Anyway. Enough from me. Let’s go to our guest. We’ve got Joel Naroff, Big Picture Economics. Go to and register for our Little Rock Creating Wealth program, and our property tour, and I look forward to seeing you there in late September.

Introducing Joel Naroff

JASON HARTMAN: It’s my pleasure to welcome Joel Naroff to the show! He is the founder, president, and chief economic with Naroff Economic Advisors, and he’s author of Big Picture Economics: How to Navigate the New Global Economy. He writes for Newsmax and Financial Braintrust Alliance, and some other places as well, and it’s great to have him coming to us from just outside of Philadelphia today. Joel, how are you?

JOEL NAROFF: I’m doing great, and thanks for having me on.

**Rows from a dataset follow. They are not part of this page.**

//! Artifact rendering
//!
//! Each artifact is identified by the template it is produced from. The
//! built-in renderer emits rsyslog, systemd and logrotate syntax directly.

use std::path::{Path, PathBuf};

use serde_json::Value;

use crate::config::EffectiveConfig;
use crate::settings::ArtifactPaths;

/// Rendered artifacts, in generation order
#[derive(Debug, Clone, Copy, PartialEq, Eq, Hash)]
pub enum ArtifactKind {
    DaemonConfig,
    SupervisorOverride,
    LogRotate,
}

impl ArtifactKind {
    pub const ALL: [ArtifactKind; 3] = [
        ArtifactKind::DaemonConfig,
        ArtifactKind::SupervisorOverride,
        ArtifactKind::LogRotate,
    ];

    pub fn template_name(&self) -> &'static str {
        match self {
            ArtifactKind::DaemonConfig => "rsyslog/rsyslog.conf",
            ArtifactKind::SupervisorOverride => "rsyslog/override.conf",
            ArtifactKind::LogRotate => "rsyslog/logrotate",
        }
    }

    pub fn path<'a>(&self, paths: &'a ArtifactPaths) -> &'a Path {
        match self {
            ArtifactKind::DaemonConfig => &paths.daemon_config,
            ArtifactKind::SupervisorOverride => &paths.supervisor_override,
            ArtifactKind::LogRotate => &paths.logrotate,
        }
    }
}

/// Rendering errors
#[derive(Debug, thiserror::Error)]
pub enum RenderError {
    #[error("{template}: missing value {path}")]
    MissingValue {
        template: &'static str,
        path: String,
    },

    #[error("{template}: invalid log file name {name:?}")]
    InvalidFileName {
        template: &'static str,
        name: String,
    },
}

/// Produces artifact text from an effective configuration
pub trait Renderer {
    fn render(&self, kind: ArtifactKind, config: &EffectiveConfig) -> Result<String, RenderError>;
}

const HEADER: &str = "### Autogenerated by syslog-conf, do not edit ###\n";

const RSYSLOGD: &str = "/usr/sbin/rsyslogd -n -iNONE";

/// Renders rsyslog configuration without external templates
#[derive(Debug, Clone)]
pub struct BuiltinRenderer {
    /// Directory holding `file <name>` logs
    pub user_log_dir: PathBuf,

    /// Catch-all log written by `global` facilities
    pub messages_log: PathBuf,
}

impl Default for BuiltinRenderer {
    fn default() -> Self {
        Self {
            user_log_dir: PathBuf::from("/var/log/user"),
            messages_log: PathBuf::from("/var/log/messages"),
        }
    }
}

impl Renderer for BuiltinRenderer {
    fn render(&self, kind: ArtifactKind, config: &EffectiveConfig) -> Result<String, RenderError> {
        match kind {
            ArtifactKind::DaemonConfig => self.daemon_config(config),
            ArtifactKind::SupervisorOverride => Ok(supervisor_override(config)),
            ArtifactKind::LogRotate => self.logrotate(config),
        }
    }
}

impl BuiltinRenderer {
    fn daemon_config(&self, config: &EffectiveConfig) -> Result<String, RenderError> {
        let template = ArtifactKind::DaemonConfig.template_name();
        let mut out = String::from(HEADER);

        if let Some(interval) = config.get_u64("global.marker.interval") {
            out.push_str("$ModLoad immark\n");
            out.push_str(&format!("$MarkMessagePeriod {}\n", interval));
        }
        if config.has("global.preserve_fqdn") {
            out.push_str("$PreserveFQDN on\n");
        }

        if let Some(global) = config.get("global") {
            out.push_str("\n# Global\n");
            push_rule(&mut out, global, &self.messages_log.display().to_string());
        }

        if let Some(console) = config.get("console") {
            out.push_str("\n# Console\n");
            push_rule(&mut out, console, "/dev/console");
        }

        for (name, file) in config.instances("file") {
            out.push_str(&format!("\n# File {}\n", name));
            let target = self.user_log_path(template, name)?;
            push_rule(&mut out, file, &target.display().to_string());
        }

        for (name, host) in config.instances("host") {
            out.push_str(&format!("\n# Remote host {}\n", name));
            let port = host
                .get("port")
                .and_then(Value::as_u64)
                .ok_or_else(|| RenderError::MissingValue {
                    template,
                    path: format!("host.{}.port", name),
                })?;
            let octet_counted = host.pointer("/format/octet_counted").is_some();
            for (facility, options) in facilities(host) {
                let level = options.get("level").and_then(Value::as_str);
                let protocol = options
                    .get("protocol")
                    .and_then(Value::as_str)
                    .ok_or_else(|| RenderError::MissingValue {
                        template,
                        path: format!("host.{}.facility.{}.protocol", name, facility),
                    })?;
                let prefix = match (protocol, octet_counted) {
                    ("tcp", true) => "@@(o)",
                    ("tcp", false) => "@@",
                    _ => "@",
                };
                out.push_str(&format!(
                    "{} {}{}:{}\n",
                    selector(facility, level),
                    prefix,
                    remote_address(name),
                    port
                ));
            }
        }

        for (name, user) in config.instances("user") {
            out.push_str(&format!("\n# User {}\n", name));
            push_rule(&mut out, user, &format!(":omusrmsg:{}", name));
        }

        Ok(out)
    }

    fn logrotate(&self, config: &EffectiveConfig) -> Result<String, RenderError> {
        let template = ArtifactKind::LogRotate.template_name();
        let mut out = String::from(HEADER);

        let mut logs = Vec::new();
        if let Some(global) = config.get("global") {
            logs.push((self.messages_log.clone(), global.get("archive")));
        }
        for (name, file) in config.instances("file") {
            logs.push((self.user_log_path(template, name)?, file.get("archive")));
        }

        for (path, archive) in logs {
            out.push_str(&format!("\n{} {{\n", path.display()));
            out.push_str("    missingok\n    notifempty\n    create\n");
            if let Some(rotate) = archive.and_then(|a| a.get("file")).and_then(Value::as_u64) {
                out.push_str(&format!("    rotate {}\n", rotate));
            }
            if let Some(size) = archive.and_then(|a| a.get("size")).and_then(Value::as_u64) {
                out.push_str(&format!("    size={}k\n", size));
            }
            out.push_str("    postrotate\n");
            out.push_str("        /usr/lib/rsyslog/rsyslog-rotate\n");
            out.push_str("    endscript\n}\n");
        }

        Ok(out)
    }

    /// `file <name>` log path; the name must stay inside `user_log_dir`
    fn user_log_path(&self, template: &'static str, name: &str) -> Result<PathBuf, RenderError> {
        if name.is_empty() || name == "." || name == ".." || name.contains(['/', '\\']) {
            return Err(RenderError::InvalidFileName {
                template,
                name: name.to_string(),
            });
        }
        Ok(self.user_log_dir.join(name))
    }
}

fn supervisor_override(config: &EffectiveConfig) -> String {
    let exec = match config.vrfs().first() {
        Some(vrf) => format!("/sbin/ip vrf exec {} {}", vrf, RSYSLOGD),
        None => RSYSLOGD.to_string(),
    };
    format!(
        "{}[Unit]\nStartLimitIntervalSec=0\n\n[Service]\nExecStart=\nExecStart={}\nRestart=always\n",
        HEADER, exec
    )
}

fn facilities(node: &Value) -> Vec<(&str, &Value)> {
    match node.get("facility") {
        Some(Value::Object(map)) => map.iter().map(|(k, v)| (k.as_str(), v)).collect(),
        _ => Vec::new(),
    }
}

/// `facility.level` selector; `all` maps to rsyslog's wildcard
fn selector(facility: &str, level: Option<&str>) -> String {
    let wildcard = |name: &str| if name == "all" { "*".to_string() } else { name.to_string() };
    format!("{}.{}", wildcard(facility), wildcard(level.unwrap_or("all")))
}

fn push_rule(out: &mut String, node: &Value, target: &str) {
    let selectors: Vec<String> = facilities(node)
        .into_iter()
        .map(|(facility, options)| {
            selector(facility, options.get("level").and_then(Value::as_str))
        })
        .collect();
    if !selectors.is_empty() {
        out.push_str(&format!("{} {}\n", selectors.join(";"), target));
    }
}

fn remote_address(host: &str) -> String {
    if host.contains(':') {
        format!("[{}]", host)
    } else {
        host.to_string()
    }
}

JASON HARTMAN: Well, the pleasure is ours. Maybe first, there’s been a lot of talk the past couple of years, a lot of the current administration taking credit for—and I’m gonna put it in single quotes—the ‘economic recovery.’ Are we in an actual recovery? And are you optimistic about it? Or, what do you think?

Are we in an actual economic recovery?

JOEL NAROFF: We are in a recovery. Clearly, it’s been disappointing for the last five years. The recession technically ended five years ago. So, yes, we’re in a recovery. It’s been slow, it’s been disappointing. But the truth of the matter is, it’s not been surprising. Because the cause of the recession, the collapse of housing and finance, set the stage for the modest recovery. Those are the two sectors that you really need for economic growth, and it took three years before housing came back, and finance is still coming back. So, without them, it’s been tough sledding. And that’s to no small extent why we have this weak recovery. I think, though, we’re really on the verge of shifting gears and getting into a stronger recovery. And I’m pretty optimistic about the next 12-18 months.

JASON HARTMAN: Good, well I’m glad to hear some optimism here! I am sort of optimistic, in a way. Maybe we can dice that up. And I guess where my sort of optimism comes from, I guess anybody can have a recovery if you print enough fiat money, right?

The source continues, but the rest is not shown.